WITH RECURSIVE iterations AS (
  SELECT 'FX' AS PATH, 0 AS iteration
  UNION ALL
  SELECT replace(replace(replace(PATH, 'X', 'X+ZF+'), 'Y', '-FX-Y'), 'Z', 'Y'), iteration+1 AS iteration
  FROM iterations WHERE iteration < 8
), segments AS (
    SELECT
      0 AS start_row,
      0 AS start_col,
      0 AS mid_row,
      0 AS mid_col,
      0 AS end_row,
      0 AS end_col,
      0 AS row_diff,
      1 AS col_diff,
      (SELECT path FROM iterations ORDER BY iteration DESC LIMIT 1) AS path_left
  UNION ALL
    SELECT
      end_row AS start_row,
      end_col AS start_col,
      end_row + row_diff * step_size AS mid_row,
      end_col + col_diff * step_size AS mid_col,
      end_row + 2 * row_diff * step_size AS end_row,
      end_col + 2 * col_diff * step_size AS end_col,
      CASE WHEN SUBSTRING(path_left FOR 1) = '-' THEN -col_diff
           WHEN SUBSTRING(path_left FOR 1) = '+' THEN col_diff
           ELSE row_diff
      END AS row_diff,
      CASE WHEN SUBSTRING(path_left FOR 1) = '-' THEN row_diff
           WHEN SUBSTRING(path_left FOR 1) = '+' THEN -row_diff
           ELSE col_diff
      END AS col_diff,
      SUBSTRING(path_left FROM 2) AS path_left
    FROM segments, LATERAL (SELECT CASE WHEN SUBSTRING(path_left FOR 1) = 'F' THEN 1 ELSE 0 END AS step_size) sub
    WHERE CHAR_LENGTH(path_left) > 0
), end_points AS (
  SELECT start_row AS r, start_col AS c FROM segments UNION SELECT end_row AS r, end_col AS c FROM segments
), points AS (
  SELECT r, c FROM generate_series((SELECT MIN(r) FROM end_points), (SELECT MAX(r) FROM end_points)) a(r)
  CROSS JOIN generate_series((SELECT MIN(c) FROM end_points), (SELECT MAX(c) FROM end_points)) b(c)
), marked_points AS (
  SELECT r, c, (CASE WHEN
    EXISTS (SELECT 1 FROM end_points e WHERE p.r = e.r AND p.c = e.c)
    THEN '*'

    WHEN EXISTS (SELECT 1 FROM segments s WHERE p.r = s.mid_row AND p.c = s.mid_col AND col_diff != 0)
    THEN '-'

    WHEN EXISTS (SELECT 1 FROM segments s WHERE p.r = s.mid_row AND p.c = s.mid_col AND row_diff != 0)
    THEN '|'

    ELSE ' '
    END
    ) AS marker
  FROM points p
), lines AS (
   SELECT r, string_agg(marker, '') AS row_text
   FROM marked_points
   GROUP BY r
   ORDER BY r DESC
) SELECT string_agg(row_text, E'\n') FROM lines;

 

Now for the really cool thing.

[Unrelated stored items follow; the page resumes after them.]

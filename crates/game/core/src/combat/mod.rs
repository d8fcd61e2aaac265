//! Combat resolution system.
//!
//! This module provides pure functions for resolving an attack between two
//! actor snapshots. All combat logic is deterministic and side-effect free.
//!
//! # Architecture
//!
//! - **Pure Functions**: inputs are borrowed immutably, results are new values
//! - **Snapshot-based**: reads [`crate::ActorSnapshot`], never actor state
//! - **Data-driven**: balance numbers and synergy rules come from oracles
//!
//! # Core Functions
//!
//! - `resolve`: complete attack resolution (validation, synergies, crit, mitigation)
//! - `detect_synergies` / `apply_synergies`: tag synergy evaluation
//! - `base_damage`, `armor_reduction`, `roll_critical`: item attribute stages
//! - `mitigate`: status effect modifiers

pub mod damage;
pub mod mitigation;
pub mod synergy;

mod error;
mod resolve;
mod result;

pub use damage::{armor_reduction, base_damage, roll_critical};
pub use error::{CombatError, InvalidState, Side};
pub use mitigation::mitigate;
pub use resolve::resolve;
pub use result::{CombatResult, DamageBreakdown, FiredSynergy};
pub use synergy::{apply_synergies, detect_synergies};
//! Item catalog loader.

use std::path::Path;

use rogue_core::{ItemCatalog, ItemSpec, TagRegistry};
use serde::{Deserialize, Serialize};

use crate::loaders::{LoadResult, read_file};

/// Item catalog structure for RON files.
///
/// ```ron
/// (
///     items: [
///         (id: 1, name: "Fire Sword", tags: ["fire", "blade"], attributes: { base_damage: 10 }),
///     ],
/// )
/// ```
#[derive(Debug, Clone, Serialize, Deserialize)]
pub struct ItemFile {
    pub items: Vec<ItemSpec>,
}

/// Loader for item catalogs from RON files.
pub struct ItemLoader;

impl ItemLoader {
    /// Parse raw item specs without validating them.
    pub fn parse_specs(content: &str) -> LoadResult<Vec<ItemSpec>> {
        let file: ItemFile = ron::from_str(content)
            .map_err(|e| anyhow::anyhow!("Failed to parse item catalog RON: {}", e))?;
        Ok(file.items)
    }

    /// Parse and validate an item catalog against a tag vocabulary.
    pub fn parse(content: &str, tags: &TagRegistry) -> LoadResult<ItemCatalog> {
        let specs = Self::parse_specs(content)?;
        ItemCatalog::build(tags, specs)
            .map_err(|e| anyhow::anyhow!("Invalid item catalog: {}", e))
    }

    /// Load and validate an item catalog from a RON file.
    pub fn load(path: &Path, tags: &TagRegistry) -> LoadResult<ItemCatalog> {
        let content = read_file(path)?;
        Self::parse(&content, tags)
            .map_err(|e| anyhow::anyhow!("{} ({})", e, path.display()))
    }
}

#[cfg(test)]
mod tests {
    use super::*;
    use rogue_core::{Attribute, ItemId, ItemOracle, TagDefinition};

    fn tags() -> TagRegistry {
        TagRegistry::new(vec![TagDefinition::new("fire"), TagDefinition::new("blade")]).unwrap()
    }

    #[test]
    fn parses_catalog() {
        let catalog = ItemLoader::parse(
            r#"(
                items: [
                    (id: 1, name: "Fire Sword", tags: ["fire", "blade"], attributes: { base_damage: 10, weight: 3 }),
                    (id: 2, name: "Buckler", attributes: { armor: 4 }),
                ],
            )"#,
            &tags(),
        )
        .unwrap();

        assert_eq!(catalog.len(), 2);
        let sword = catalog.definition(ItemId(1)).unwrap();
        assert_eq!(sword.attribute(Attribute::BaseDamage), 10);
        assert_eq!(sword.attribute(Attribute::Weight), 3);
        assert_eq!(sword.tags.len(), 2);
        assert!(catalog.definition(ItemId(2)).unwrap().tags.is_empty());
    }

    #[test]
    fn unknown_tag_is_rejected() {
        let err = ItemLoader::parse(
            r#"(items: [(id: 1, name: "Frost Brand", tags: ["ice"])])"#,
            &tags(),
        )
        .unwrap_err();
        assert!(err.to_string().contains("undeclared tag 'ice'"));
    }

    #[test]
    fn negative_attribute_is_rejected() {
        let err = ItemLoader::parse(
            r#"(items: [(id: 1, name: "Hex", attributes: { base_damage: -3 })])"#,
            &tags(),
        )
        .unwrap_err();
        assert!(err.to_string().contains("negative base_damage"));
    }

    #[test]
    fn malformed_ron_is_rejected() {
        assert!(ItemLoader::parse_specs("(items: [").is_err());
    }
}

We wrote our query to take the L-system for the Heighway dragon and produced the fractal for it. Since we didn’t make any other assumptions about the Heighway dragon, we can replace the L-system for the Heighway dragon with any L-system we want! For example, another well known self-similar fractal is the Hilbert curve:

The Hilbert curve starts by taking an initial u-shaped curve that starts in the bottom left and ends in the bottom right. You can connect four of these curves together to produce a larger curve that starts in the bottom left and ends in the bottom right. You can repeat this process to produce the next iteration of the curve. The L-system for the Hilbert curve is as follows:

Initial String: A
Replacement Rules:
  A -> -BF+AFA+FB-
  B -> +AF-BFB-FA+

We can modify our query above to use this new L-system:

  SELECT 'A' AS PATH, 0 AS iteration
UNION ALL
  SELECT replace(replace(replace(PATH, 'A', '-CF+AFA+FC-'), 'B', '+AF-BFB-FA+'), 'C', 'B'), 
         iteration + 1 
  FROM iterations 
  WHERE iteration < 4

And we now get a query that produces the Hilbert curve:

This means we can use this query to produce any self-similar fractal that can be described by an L-system! We just plug in the L-system we want and get back a query that produces the fractal!

  1. If you’re familiar with linear algebra, these operations correspond to the matrices for rotating by 90°.